On the flipside, owners or occupiers can seek more compensation
if the nature or scale of the resources activities on their land
The key is that the change must be "material". This
does not mean the change has to be "substantial" as cases
have decided that a change is material if it is
"pertinent" to what compensation should be awarded.
For a material change to arise two elements are needed. Firstly,
there needs to be a change event that is material or pertinent, for
example an extension or reduction in the term of the tenure or a
change in the nature of the operations. Secondly, the change event
must alter the impact of the activities on the land.
If these elements are established, the Land Court then considers
whether they are of such significance to justify an amendment to
the original compensation.
Based on the above, it would not be a material change of
circumstance if one party discovered that the impact from the
agreed activities was greater or less than expected provided that
the activities themselves have not changed.

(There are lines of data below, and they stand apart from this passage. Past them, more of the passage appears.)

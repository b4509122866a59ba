use crate::error::Result;
use crate::resources::ImageImport;
use crate::store::SharedStore;
use chrono::{DateTime, Utc};
use kube::ResourceExt;
use std::time::Duration;
use tokio::sync::watch;
use tokio_util::sync::CancellationToken;
use tracing::{debug, info, warn};

/// Deletes ImageImports some time after their result was folded into a Tag.
pub struct ImportCollector {
    imports: SharedStore<ImageImport>,
    grace: chrono::Duration,
    interval: Duration,
}

impl ImportCollector {
    pub fn new(imports: SharedStore<ImageImport>, grace: Duration, interval: Duration) -> Self {
        Self {
            imports,
            grace: chrono::Duration::from_std(grace).unwrap_or(chrono::Duration::MAX),
            interval,
        }
    }

    /// Deletes every import consumed before `now - grace`. Returns how many
    /// were deleted.
    pub async fn sweep(&self, now: DateTime<Utc>) -> Result<usize> {
        let mut deleted = 0;
        for import in self.imports.list(None, None).await? {
            let Some(consumed_at) = import.consumed_at() else {
                continue;
            };
            if consumed_at + self.grace > now {
                continue;
            }
            let namespace = import.namespace().unwrap_or_default();
            match self.imports.delete(&namespace, &import.name_any()).await {
                Ok(()) => deleted += 1,
                Err(e) if e.is_not_found() => {}
                Err(e) => return Err(e),
            }
            debug!(import = %import.name_any(), namespace = %namespace, "Deleted consumed import");
        }
        Ok(deleted)
    }

    /// Sweeps every interval while this replica leads, until cancelled.
    pub async fn run(self, leadership: watch::Receiver<bool>, token: CancellationToken) {
        let mut ticker = tokio::time::interval(self.interval);
        loop {
            tokio::select! {
                _ = token.cancelled() => break,
                _ = ticker.tick() => {}
            }
            if !*leadership.borrow() {
                continue;
            }
            match self.sweep(Utc::now()).await {
                Ok(0) => {}
                Ok(deleted) => info!(deleted, "Collected consumed imports"),
                Err(e) => warn!(error = %e, "Import collection failed"),
            }
        }
    }
}

#[cfg(test)]
mod tests {
    use super::*;
    use crate::resources::{ImageImportSpec, Tag, TagSpec};
    use crate::store::memory::MemoryStore;
    use std::sync::Arc;

    fn import(name: &str, consumed_at: Option<DateTime<Utc>>) -> ImageImport {
        let tag = Tag::new(
            "app",
            TagSpec {
                from: "centos:7".to_string(),
                mirror: false,
                insecure: false,
                generation: 0,
            },
        );
        let mut import = ImageImport::new(name, ImageImportSpec::default());
        import.metadata.namespace = Some("team".to_string());
        import.set_owner_image(&tag);
        if let Some(at) = consumed_at {
            import.flag_consumed(at);
        }
        import
    }

    #[tokio::test]
    async fn test_sweep_respects_grace_period() {
        let now = Utc::now();
        let imports = Arc::new(MemoryStore::with([
            import("old", Some(now - chrono::Duration::minutes(6))),
            import("recent", Some(now - chrono::Duration::minutes(1))),
            import("pending", None),
        ]));
        let collector = ImportCollector::new(
            imports.clone(),
            Duration::from_secs(300),
            Duration::from_secs(60),
        );

        assert_eq!(collector.sweep(now).await.unwrap(), 1);
        let left: Vec<String> = imports.all().iter().map(|i| i.name_any()).collect();
        assert_eq!(left, vec!["pending".to_string(), "recent".to_string()]);

        assert_eq!(collector.sweep(now + chrono::Duration::minutes(5)).await.unwrap(), 1);
        assert_eq!(imports.all().len(), 1);
    }
}
fn main() {
    let method = |name: &str, route: &str, input: &str, output: &str| {
        tonic_build::manual::Method::builder()
            .name(name)
            .route_name(route)
            .input_type(format!("crate::transfer::proto::{input}"))
            .output_type(format!("crate::transfer::proto::{output}"))
            .codec_path("tonic::codec::ProstCodec")
    };
    let service = tonic_build::manual::Service::builder()
        .name("TransferService")
        .package("tagger.v1")
        .method(
            method("pull", "Pull", "TagRequest", "PullResponse")
                .server_streaming()
                .build(),
        )
        .method(
            method("push", "Push", "PushRequest", "PushAck")
                .client_streaming()
                .build(),
        )
        .build();

    tonic_build::manual::Builder::new().compile(&[service]);
}
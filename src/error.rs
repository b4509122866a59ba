use crate::image_reference::ParseError;
use std::time::Duration;
use thiserror::Error;

pub type Result<T, E = Error> = std::result::Result<T, E>;

#[derive(Debug, Error)]
pub enum Error {
    /// The object was deleted between being enqueued and being fetched.
    #[error("{kind} {key} not found")]
    NotFound { kind: String, key: String },

    #[error("kubernetes api error: {0}")]
    Kube(#[from] kube::Error),

    #[error("registry error: {0}")]
    Registry(String),

    /// Every credential set was rejected while resolving a digest.
    #[error("unable to resolve {reference}: {}", .failures.join("; "))]
    AllCredentialsFailed {
        reference: String,
        failures: Vec<String>,
    },

    #[error("invalid image reference: {0}")]
    InvalidReference(#[from] ParseError),

    #[error("{0}")]
    InvalidGeneration(String),

    #[error("mirroring requested but no mirror registry is configured")]
    MirrorNotConfigured,

    #[error("invalid queue key {0:?}")]
    InvalidKey(String),

    #[error("protocol error: {0}")]
    Protocol(String),

    #[error("unauthorized: {0}")]
    Unauthorized(String),

    /// A transfer RPC failed on the server side.
    #[error("transfer failed ({code:?}): {message}")]
    Transfer { code: tonic::Code, message: String },

    #[error("transfer connection error: {0}")]
    Transport(#[from] tonic::transport::Error),

    #[error("operation timed out after {0:?}")]
    Timeout(Duration),

    #[error("{0}")]
    Invalid(String),

    #[error("io error: {0}")]
    Io(#[from] std::io::Error),

    #[error("json error: {0}")]
    Json(#[from] serde_json::Error),

    #[error("registry error: {0}")]
    Distribution(#[from] oci_client::errors::OciDistributionError),

    #[error("oci image layout error: {0}")]
    OciSpec(#[from] oci_spec::OciSpecError),
}

impl Error {
    pub fn not_found(kind: impl Into<String>, namespace: &str, name: &str) -> Self {
        Error::NotFound {
            kind: kind.into(),
            key: format!("{namespace}/{name}"),
        }
    }

    pub fn is_not_found(&self) -> bool {
        matches!(self, Error::NotFound { .. })
    }

    pub fn registry(msg: impl Into<String>) -> Self {
        Error::Registry(msg.into())
    }

    pub fn protocol(msg: impl Into<String>) -> Self {
        Error::Protocol(msg.into())
    }
}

Cases reviewing compensation in relation to resource tenures
have found that:
where an application for renewal of a mining lease was made but
subsequently withdrawn, the extension of the original mining lease
until the renewal application was withdrawn amounted to a material
change allowing compensation to be increased;
where a mining lease was surrendered early, this constituted a
material change because the time that the owners were impacted was
substantially shorter allowing compensation to be reduced;
a landowner failing to make a submission for compensation in
the first instance does not constitute a material change of
circumstance and the landowner was not entitled to a review of
compensation on that basis;
merely listing potential impacts of mining on the owner's
land does not constitute a material change of circumstance
(especially where there was nothing to suggest that those impacts
where not properly considered in the determination of compensation
by the Land Court in the first instance) and the landowner was not
entitled to a review of compensation on that basis; and
a change arising from the amalgamation of three environmental
authorities for three separate mining leases into one environmental
authority applying to all three mining leases which reduced the
maximum area of disturbance at any one time from 10 hectares on
each mining lease to 10 hectares for the project did constitute a
material change in circumstance but did not warrant a reduction in
the amount of compensation because the impact on any one mining
lease could still be 10 hectares of disturbance. (The Land Court
noted this was an unusual result arising because of the particular
wording of the legislation and a disconnect between the provisions
of the Mineral Resources Act 1989 (Qld) and the Environmental
Protection Act 1994 (Qld).)
The Mineral Resources Act 1989 (Qld) also gives an example of a
material change where a different method changes the impact of
mining operations under the lease.
Resources companies need to be alive to changes to their
operations or circumstances which give rise to compensation
potentially being reviewed – whether by them or the land
owners or occupiers.
When proposing changes to their operations, resource project
proponents should consider whether the compensation review rights
are likely to be triggered so that the full impacts of the proposed
changes can be properly assessed.
1In the case of mining leases, compensation
only needs to be resolved with owners of land not
The content of this article is intended to provide a general
guide to the subject matter. Specialist advice should be sought
about your specific circumstances.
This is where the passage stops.